At the end of each day, Charles Duhigg counts how many emails he sent.
He only feels good about himself if it’s a very small number — say, four or five.
Duhigg is a New York Times journalist who researched the topic of productivity extensively for his 2016 book, “Smarter Faster Better.” He shared the tidbit above with psychologist Ron Friedman during the Peak Work Performance Summit.
“This is counterintuitive, because it used to be that I would say, ‘I sent 35 emails today,’ or ‘I sent 70 emails today, so it must have been a productive day,’ but it’s actually the opposite.
“If I have a day where I sent four or five emails, that means I got a bunch of other stuff done.”
I could see where Duhigg was coming from. To me, there’s no worse work-related feeling than getting to the end of the day and realising I’ve checked nothing off my to-do list — even though I’ve been sitting at my computer all day.
In all likelihood, I’ve been fielding seemingly urgent messages from publicists, sources, and coworkers, without attending to the stuff I set out to do when I got to the office.

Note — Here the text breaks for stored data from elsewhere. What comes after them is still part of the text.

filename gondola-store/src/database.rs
use sqlx::postgres::PgPoolOptions;
use sqlx::{Pool, Postgres};
use std::time::Duration;
use tracing::info;

#[derive(Clone)]
pub struct DbClient {
    pub pool: Pool<Postgres>,
}

impl DbClient {
    pub async fn new(connection_string: &str, max_connections: u32) -> Result<Self, sqlx::Error> {
        let pool = PgPoolOptions::new()
            .max_connections(max_connections)
            .acquire_timeout(Duration::from_secs(3))
            .connect(connection_string)
            .await?;

        Ok(Self { pool })
    }

    pub async fn migrate(&self) -> Result<(), sqlx::migrate::MigrateError> {
        info!("Running database migrations...");
        sqlx::migrate!("../migrations").run(&self.pool).await?;
        info!("Migrations completed successfully.");
        Ok(())
    }
}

The broader theme behind Duhigg’s observation is that modern workers tend to conflate busyness with productivity, when in fact, they’re very different things.
“You can be busy all day long and never really be productive,” Duhigg told Friedman. “You and I know that we can spend an entire day replying to emails and getting to ‘inbox zero,’ feeling like we worked every single minute and really not getting anything important done. You could do that your entire life.”

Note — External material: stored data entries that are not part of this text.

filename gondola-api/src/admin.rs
use axum::{
    extract::{Path, State},
    middleware::{from_fn, from_fn_with_state},
    routing::{get, post},
    Json, Router,
};
use gondola_booking::finance::summarize_payouts;
use gondola_booking::{CancelActor, CancelOutcome, PayoutSummary};
use gondola_core::{Booking, Meister, Pilot, PlatformSettings};
use serde::Deserialize;
use uuid::Uuid;

use crate::error::{AppError, AppJson};
use crate::middleware::{authenticate, require_admin};
use crate::state::AppState;

// ============================================================================
// Request/Response Types
// ============================================================================

#[derive(Debug, Deserialize)]
pub struct UpdateSettingsRequest {
    pub fee_bps: u32,
}

pub fn routes(state: AppState) -> Router<AppState> {
    Router::new()
        .route("/api/admin/pilots", get(list_pilots))
        .route("/api/admin/pilots/{id}/approve", post(approve_pilot))
        .route("/api/admin/pilots/{id}/block", post(block_pilot))
        .route("/api/admin/pilots/{id}/unblock", post(unblock_pilot))
        .route("/api/admin/meisters", get(list_meisters))
        .route("/api/admin/meisters/{id}/approve", post(approve_meister))
        .route("/api/admin/bookings", get(list_bookings))
        .route("/api/admin/bookings/{id}/cancel", post(cancel_booking))
        .route("/api/admin/settings", get(get_settings).put(update_settings))
        .route("/api/admin/payouts", get(payouts))
        .route_layer(from_fn(require_admin))
        .route_layer(from_fn_with_state(state, authenticate))
}

fn pilot_not_found(id: Uuid) -> AppError {
    AppError::NotFoundError(format!("Pilot {} not found", id))
}

// ============================================================================
// Pilot Management Handlers
// ============================================================================

/// GET /api/admin/pilots
async fn list_pilots(State(state): State<AppState>) -> Result<Json<Vec<Pilot>>, AppError> {
    Ok(Json(state.store.list_pilots().await?))
}

/// POST /api/admin/pilots/{id}/approve
async fn approve_pilot(State(state): State<AppState>, Path(id): Path<Uuid>) -> Result<Json<Pilot>, AppError> {
    let pilot = state
        .store
        .set_pilot_approved(id, true)
        .await?
        .ok_or_else(|| pilot_not_found(id))?;
    tracing::info!("Pilot {} approved", id);
    Ok(Json(pilot))
}

/// POST /api/admin/pilots/{id}/block
async fn block_pilot(State(state): State<AppState>, Path(id): Path<Uuid>) -> Result<Json<Pilot>, AppError> {
    let pilot = state
        .store
        .set_pilot_blocked(id, true)
        .await?
        .ok_or_else(|| pilot_not_found(id))?;
    let revoked = state.store.delete_sessions_for_account(id).await?;
    tracing::info!("Pilot {} blocked, {} sessions revoked", id, revoked);
    Ok(Json(pilot))
}

/// POST /api/admin/pilots/{id}/unblock
async fn unblock_pilot(State(state): State<AppState>, Path(id): Path<Uuid>) -> Result<Json<Pilot>, AppError> {
    let pilot = state
        .store
        .set_pilot_blocked(id, false)
        .await?
        .ok_or_else(|| pilot_not_found(id))?;
    tracing::info!("Pilot {} unblocked", id);
    Ok(Json(pilot))
}

// ============================================================================
// Meister Management Handlers
// ============================================================================

/// GET /api/admin/meisters
async fn list_meisters(State(state): State<AppState>) -> Result<Json<Vec<Meister>>, AppError> {
    Ok(Json(state.store.list_meisters().await?))
}

/// POST /api/admin/meisters/{id}/approve
async fn approve_meister(State(state): State<AppState>, Path(id): Path<Uuid>) -> Result<Json<Meister>, AppError> {
    let meister = state
        .store
        .set_meister_approved(id, true)
        .await?
        .ok_or_else(|| AppError::NotFoundError(format!("Meister {} not found", id)))?;
    tracing::info!("Meister {} approved", id);
    Ok(Json(meister))
}

// ============================================================================
// Booking Oversight Handlers
// ============================================================================

/// GET /api/admin/bookings
async fn list_bookings(State(state): State<AppState>) -> Result<Json<Vec<Booking>>, AppError> {
    Ok(Json(state.store.list_all_bookings().await?))
}

/// POST /api/admin/bookings/{id}/cancel
async fn cancel_booking(State(state): State<AppState>, Path(id): Path<Uuid>) -> Result<Json<CancelOutcome>, AppError> {
    Ok(Json(state.desk.cancel(id, CancelActor::Admin).await?))
}

/// GET /api/admin/payouts
async fn payouts(State(state): State<AppState>) -> Result<Json<Vec<PayoutSummary>>, AppError> {
    let bookings = state.store.list_bookings_with_pilot().await?;
    let summaries = summarize_payouts(bookings.iter().map(|(pilot_id, booking)| (*pilot_id, booking)));
    Ok(Json(summaries))
}

// ============================================================================
// Platform Settings Handlers
// ============================================================================

/// GET /api/admin/settings
async fn get_settings(State(state): State<AppState>) -> Result<Json<PlatformSettings>, AppError> {
    Ok(Json(state.desk.settings().await?))
}

/// PUT /api/admin/settings
async fn update_settings(
    State(state): State<AppState>,
    AppJson(req): AppJson<UpdateSettingsRequest>,
) -> Result<Json<PlatformSettings>, AppError> {
    let settings = PlatformSettings::new(req.fee_bps)?;
    let saved = state.store.save_settings(&settings).await?;
    tracing::info!("Platform fee set to {} bps", saved.fee_bps);
    Ok(Json(saved))
}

Of course, breaking your habit of responding to every email in your inbox is harder — and often less practical — than it sounds.
But Duhigg’s insights reminded me of something productivity expert Laura Vanderkam wrote in her 2015 book, “I Know How She Does It“: “[Y]ou will never reach the bottom of your inbox. Better to realise that anything you haven’t gotten to after a week or so will have either gone away or been thrust back upon you by follow-up messages or calls.
So let people follow up. Reward yourself, as Duhigg suggests, for doing real work and not the seemingly urgent stuff. In the long run, you’ll be better off.